→ **WORK TO BE COMPLETED**
Review the material line by line. Identify and copy every line that contains the string "collect".

→ **DATA FOR THE TASK**
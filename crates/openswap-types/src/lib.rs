//! # openswap-types
//!
//! Shared types, errors, and constants for the **OpenSwap** settlement
//! engine.
//!
//! This crate is the leaf dependency of the workspace — every other crate
//! depends on it. It defines:
//!
//! - **Order model**: [`MakerOrder`], [`TakerOrder`], [`QuoteType`], [`AssetType`]
//! - **Nonce state machine**: [`OrderNonceStatus`], [`UserNonces`]
//! - **Strategy records**: [`StrategyRecord`], [`StrategyKind`]
//! - **Fee split**: [`FeeSplit`]
//! - **Events**: [`TradeEvent`]
//! - **Errors**: [`OpenswapError`] with `OSW_ERR_` prefix codes
//! - **Diagnostic codes**: `validation_codes` for the read-only checker
//! - **Constants**: fee ceilings, Merkle depth cap, protocol identity

pub mod constants;
pub mod error;
pub mod events;
pub mod fees;
pub mod nonce;
pub mod order;
pub mod strategy;
pub mod validation_codes;

// Re-export all primary types at crate root for ergonomic imports:
//   use openswap_types::{MakerOrder, QuoteType, OpenswapError, ...};

pub use error::*;
pub use events::*;
pub use fees::*;
pub use nonce::*;
pub use order::*;
pub use strategy::*;

// Constants and validation codes are accessed via their modules
// (not re-exported to avoid name collisions).
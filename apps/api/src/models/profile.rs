use chrono::{DateTime, Utc};
use serde::{Deserialize, Serialize};
use uuid::Uuid;

/// Weekly availability a founder is willing to commit.
#[derive(Debug, Clone, Copy, PartialEq, Eq, Serialize, Deserialize, sqlx::Type)]
#[sqlx(type_name = "commitment")]
pub enum Commitment {
    #[serde(rename = "Full-time")]
    #[sqlx(rename = "Full-time")]
    FullTime,
    #[serde(rename = "Part-time")]
    #[sqlx(rename = "Part-time")]
    PartTime,
    #[serde(rename = "Weekends")]
    #[sqlx(rename = "Weekends")]
    Weekends,
}

impl Commitment {
    /// The user-facing label, identical to the wire and store encoding.
    pub fn label(&self) -> &'static str {
        match self {
            Commitment::FullTime => "Full-time",
            Commitment::PartTime => "Part-time",
            Commitment::Weekends => "Weekends",
        }
    }
}

/// A founder's public matching profile.
/// Owned and mutated only by the user it belongs to.
#[derive(Debug, Clone, Serialize, Deserialize, sqlx::FromRow)]
pub struct ProfileRow {
    pub id: Uuid,
    pub name: String,
    pub avatar_url: Option<String>,
    pub role: String,
    /// Skill tags in the order the user entered them. Not deduplicated.
    pub skills: Vec<String>,
    pub commitment: Commitment,
    /// Free-form equity stance, e.g. "Equal Split" or "Salary + Equity".
    pub equity: String,
    pub bio: String,
    pub created_at: DateTime<Utc>,
}

#[cfg(test)]
mod tests {
    use super::*;

    #[test]
    fn test_commitment_serde_uses_display_labels() {
        let json = serde_json::to_string(&Commitment::FullTime).unwrap();
        assert_eq!(json, "\"Full-time\"");
        let back: Commitment = serde_json::from_str("\"Weekends\"").unwrap();
        assert_eq!(back, Commitment::Weekends);
    }
}
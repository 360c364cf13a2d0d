//! Scripted reciprocity for seeded demo profiles.
//!
//! Modeled as a pluggable strategy so the resolver core stays uniform: the
//! swipe handler classifies the target through `SyntheticCounterpart` and the
//! demo behavior decorates the ordinary resolution path. Real profiles never
//! take this branch.

use async_trait::async_trait;
use sqlx::PgPool;
use tracing::info;
use uuid::Uuid;

use crate::analysis;
use crate::chat::hub::ChatHub;
use crate::errors::AppError;
use crate::llm_client::LlmClient;
use crate::matching::recorder::record_swipe;
use crate::matching::resolver::{create_match, MatchOutcome};
use crate::models::matching::{MessageRow, SwipeAction};
use crate::models::profile::ProfileRow;

/// Fixed ids of the seeded demo profiles. These guarantee a new user sees at
/// least one match without a second real user.
pub const MOCK_IDS: [&str; 3] = [
    "11111111-1111-1111-1111-111111111111",
    "22222222-2222-2222-2222-222222222222",
    "33333333-3333-3333-3333-333333333333",
];

/// Classifies swipe targets as real or seeded-demo and supplies the scripted
/// instant reciprocity for the latter.
#[async_trait]
pub trait SyntheticCounterpart: Send + Sync {
    fn is_synthetic(&self, profile_id: Uuid) -> bool;

    /// Simulates the demo profile liking `user` back: synthetic like, match
    /// creation under the resolver's idempotency rule, and an icebreaker as
    /// the first message. Must only be called for synthetic targets.
    async fn reciprocate(
        &self,
        pool: &PgPool,
        llm: &LlmClient,
        hub: &ChatHub,
        user: &ProfileRow,
        mock: &ProfileRow,
    ) -> Result<MatchOutcome, AppError>;
}

/// The production roster: the three seeded demo profiles.
pub struct MockRoster {
    ids: Vec<Uuid>,
}

impl MockRoster {
    pub fn new() -> Self {
        Self {
            ids: MOCK_IDS
                .iter()
                .map(|s| Uuid::parse_str(s).expect("mock roster ids are valid UUIDs"))
                .collect(),
        }
    }

    pub fn ids(&self) -> &[Uuid] {
        &self.ids
    }
}

impl Default for MockRoster {
    fn default() -> Self {
        Self::new()
    }
}

#[async_trait]
impl SyntheticCounterpart for MockRoster {
    fn is_synthetic(&self, profile_id: Uuid) -> bool {
        self.ids.contains(&profile_id)
    }

    async fn reciprocate(
        &self,
        pool: &PgPool,
        llm: &LlmClient,
        hub: &ChatHub,
        user: &ProfileRow,
        mock: &ProfileRow,
    ) -> Result<MatchOutcome, AppError> {
        // 1. The mock likes back immediately. Upsert keeps this idempotent.
        record_swipe(pool, mock.id, user.id, SwipeAction::Like).await?;

        // 2 & 3. Analyze and create the match under the same conflict rule as
        // organic resolution. Analyzer failure soft-fails inside.
        let analysis = analysis::analyze_compatibility(llm, user, mock).await;
        let outcome = create_match(pool, user.id, mock.id, analysis).await?;

        // 4. First message from the mock, only when this call won the insert.
        // A lost race means the icebreaker was already sent.
        if outcome.created {
            let icebreaker = analysis::generate_icebreaker(llm, user, mock).await;
            let message: MessageRow = sqlx::query_as(
                r#"
                INSERT INTO messages (match_id, sender_id, content)
                VALUES ($1, $2, $3)
                RETURNING *
                "#,
            )
            .bind(outcome.record.id)
            .bind(mock.id)
            .bind(&icebreaker)
            .fetch_one(pool)
            .await?;
            hub.publish(&message);

            info!(
                "Mock profile {} reciprocated user {} (match {})",
                mock.id, user.id, outcome.record.id
            );
        }

        Ok(outcome)
    }
}

#[cfg(test)]
mod tests {
    use super::*;

    #[test]
    fn test_roster_contains_fixed_ids() {
        let roster = MockRoster::new();
        for id in MOCK_IDS {
            assert!(roster.is_synthetic(Uuid::parse_str(id).unwrap()));
        }
    }

    #[test]
    fn test_real_profile_is_not_synthetic() {
        let roster = MockRoster::new();
        assert!(!roster.is_synthetic(Uuid::new_v4()));
    }
}
//! Prompt templates for the compatibility analyzer and icebreaker generator.
//! Placeholders are substituted with rendered profile blocks before the call.

use crate::models::profile::ProfileRow;

/// System prompt enforcing JSON-only output for the compatibility analysis.
pub const ANALYSIS_SYSTEM: &str = "You are a precise, structured assistant. \
    You MUST respond with valid JSON only. \
    Do NOT include any text outside the JSON object. \
    Do NOT use markdown code fences. \
    Do NOT include explanations or apologies.";

pub const ANALYSIS_PROMPT: &str = "\
Analyze the compatibility between these two potential co-founders:

User 1:
{user1}

User 2:
{user2}

Provide a JSON response with:
1. \"score\": A compatibility score from 0 to 100.
2. \"summary\": A brief summary (3-4 bullet points) of strengths and potential concerns.";

/// System prompt for the icebreaker. Plain text, no JSON.
pub const ICEBREAKER_SYSTEM: &str = "You are a friendly, professional assistant. \
    Respond with the message text only. \
    Do NOT include quotation marks, markdown, or any commentary.";

pub const ICEBREAKER_PROMPT: &str = "\
Generate a short, friendly, and professional icebreaker message from User 2 to User 1.

User 1 (Recipient):
{user1}

User 2 (Sender):
{user2}

The message should mention a shared interest or complementary skill. Keep it under 2 sentences.
Just return the message text, no quotes.";

/// Renders the profile fields the prompts embed: role, skills, commitment,
/// equity stance, bio. Identity fields (name, avatar) are deliberately left
/// out of the model's view.
pub fn render_profile(profile: &ProfileRow) -> String {
    format!(
        "Role: {}\nSkills: {}\nCommitment: {}\nEquity Expectations: {}\nBio: {}",
        profile.role,
        profile.skills.join(", "),
        profile.commitment.label(),
        profile.equity,
        profile.bio,
    )
}

pub fn build_analysis_prompt(user1: &ProfileRow, user2: &ProfileRow) -> String {
    ANALYSIS_PROMPT
        .replace("{user1}", &render_profile(user1))
        .replace("{user2}", &render_profile(user2))
}

pub fn build_icebreaker_prompt(recipient: &ProfileRow, sender: &ProfileRow) -> String {
    ICEBREAKER_PROMPT
        .replace("{user1}", &render_profile(recipient))
        .replace("{user2}", &render_profile(sender))
}

#[cfg(test)]
mod tests {
    use super::*;
    use chrono::Utc;
    use uuid::Uuid;

    fn profile(role: &str, skills: &[&str]) -> ProfileRow {
        ProfileRow {
            id: Uuid::new_v4(),
            name: "Test Founder".to_string(),
            avatar_url: None,
            role: role.to_string(),
            skills: skills.iter().map(|s| s.to_string()).collect(),
            commitment: crate::models::profile::Commitment::FullTime,
            equity: "Equal Split".to_string(),
            bio: "Building things.".to_string(),
            created_at: Utc::now(),
        }
    }

    #[test]
    fn test_render_profile_includes_all_prompt_fields() {
        let rendered = render_profile(&profile("CTO", &["Rust", "ML"]));
        assert!(rendered.contains("Role: CTO"));
        assert!(rendered.contains("Skills: Rust, ML"));
        assert!(rendered.contains("Commitment: Full-time"));
        assert!(rendered.contains("Equity Expectations: Equal Split"));
        assert!(rendered.contains("Bio: Building things."));
    }

    #[test]
    fn test_render_profile_omits_identity_fields() {
        let rendered = render_profile(&profile("CTO", &[]));
        assert!(!rendered.contains("Test Founder"));
    }

    #[test]
    fn test_analysis_prompt_orders_acting_user_first() {
        let a = profile("CEO", &["Sales"]);
        let b = profile("CTO", &["Rust"]);
        let prompt = build_analysis_prompt(&a, &b);
        let ceo_pos = prompt.find("Role: CEO").unwrap();
        let cto_pos = prompt.find("Role: CTO").unwrap();
        assert!(ceo_pos < cto_pos);
        assert!(!prompt.contains("{user1}"));
        assert!(!prompt.contains("{user2}"));
    }
}
//! The fixed demo profile set. Seeding is an upsert so it can be re-run.

use sqlx::PgPool;
use uuid::Uuid;

use crate::errors::AppError;
use crate::matching::responder::MOCK_IDS;
use crate::models::profile::Commitment;

struct MockProfile {
    id: &'static str,
    name: &'static str,
    role: &'static str,
    skills: &'static [&'static str],
    commitment: Commitment,
    equity: &'static str,
    bio: &'static str,
    avatar_url: &'static str,
}

const MOCK_PROFILES: [MockProfile; 3] = [
    MockProfile {
        id: MOCK_IDS[0],
        name: "Sarah Chen",
        role: "Technical Co-Founder",
        skills: &["React", "Node.js", "AI/ML", "Python"],
        commitment: Commitment::FullTime,
        equity: "Equal Split",
        bio: "Ex-Google engineer looking to build the next big AI startup. \
              I handle the tech, you handle the business.",
        avatar_url: "https://images.unsplash.com/photo-1494790108377-be9c29b29330?w=400&h=400&fit=crop",
    },
    MockProfile {
        id: MOCK_IDS[1],
        name: "David Miller",
        role: "Growth & Marketing",
        skills: &["SEO", "Content Marketing", "Product Strategy"],
        commitment: Commitment::PartTime,
        equity: "Negotiable",
        bio: "Serial entrepreneur with 2 exits. Looking for a technical partner to build an MVP.",
        avatar_url: "https://images.unsplash.com/photo-1472099645785-5658abf4ff4e?w=400&h=400&fit=crop",
    },
    MockProfile {
        id: MOCK_IDS[2],
        name: "Elena Rodriguez",
        role: "Product Designer",
        skills: &["Figma", "UI/UX", "Branding", "Frontend"],
        commitment: Commitment::FullTime,
        equity: "Salary + Equity",
        bio: "Award-winning designer obsessed with user experience. Let's make something beautiful.",
        avatar_url: "https://images.unsplash.com/photo-1534528741775-53994a69daeb?w=400&h=400&fit=crop",
    },
];

pub async fn seed_mock_profiles(pool: &PgPool) -> Result<u64, AppError> {
    let mut seeded = 0;
    for mock in &MOCK_PROFILES {
        let skills: Vec<String> = mock.skills.iter().map(|s| s.to_string()).collect();
        sqlx::query(
            r#"
            INSERT INTO profiles (id, name, avatar_url, role, skills, commitment, equity, bio)
            VALUES ($1, $2, $3, $4, $5, $6, $7, $8)
            ON CONFLICT (id) DO UPDATE SET
                name = EXCLUDED.name,
                avatar_url = EXCLUDED.avatar_url,
                role = EXCLUDED.role,
                skills = EXCLUDED.skills,
                commitment = EXCLUDED.commitment,
                equity = EXCLUDED.equity,
                bio = EXCLUDED.bio
            "#,
        )
        .bind(Uuid::parse_str(mock.id).expect("mock roster ids are valid UUIDs"))
        .bind(mock.name)
        .bind(mock.avatar_url)
        .bind(mock.role)
        .bind(&skills)
        .bind(mock.commitment)
        .bind(mock.equity)
        .bind(mock.bio)
        .execute(pool)
        .await?;
        seeded += 1;
    }
    Ok(seeded)
}

#[cfg(test)]
mod tests {
    use super::*;

    #[test]
    fn test_seed_set_matches_roster_ids() {
        let seeded: Vec<&str> = MOCK_PROFILES.iter().map(|m| m.id).collect();
        assert_eq!(seeded, MOCK_IDS.to_vec());
    }
}
pub mod matching;
pub mod profile;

→ **TASK SOLUTION**
                .collect(),
            skills: skills.iter().map(|s| s.to_string()).collect(),
        let skills: Vec<String> = mock.skills.iter().map(|s| s.to_string()).collect();
        let seeded: Vec<&str> = MOCK_PROFILES.iter().map(|m| m.id).collect();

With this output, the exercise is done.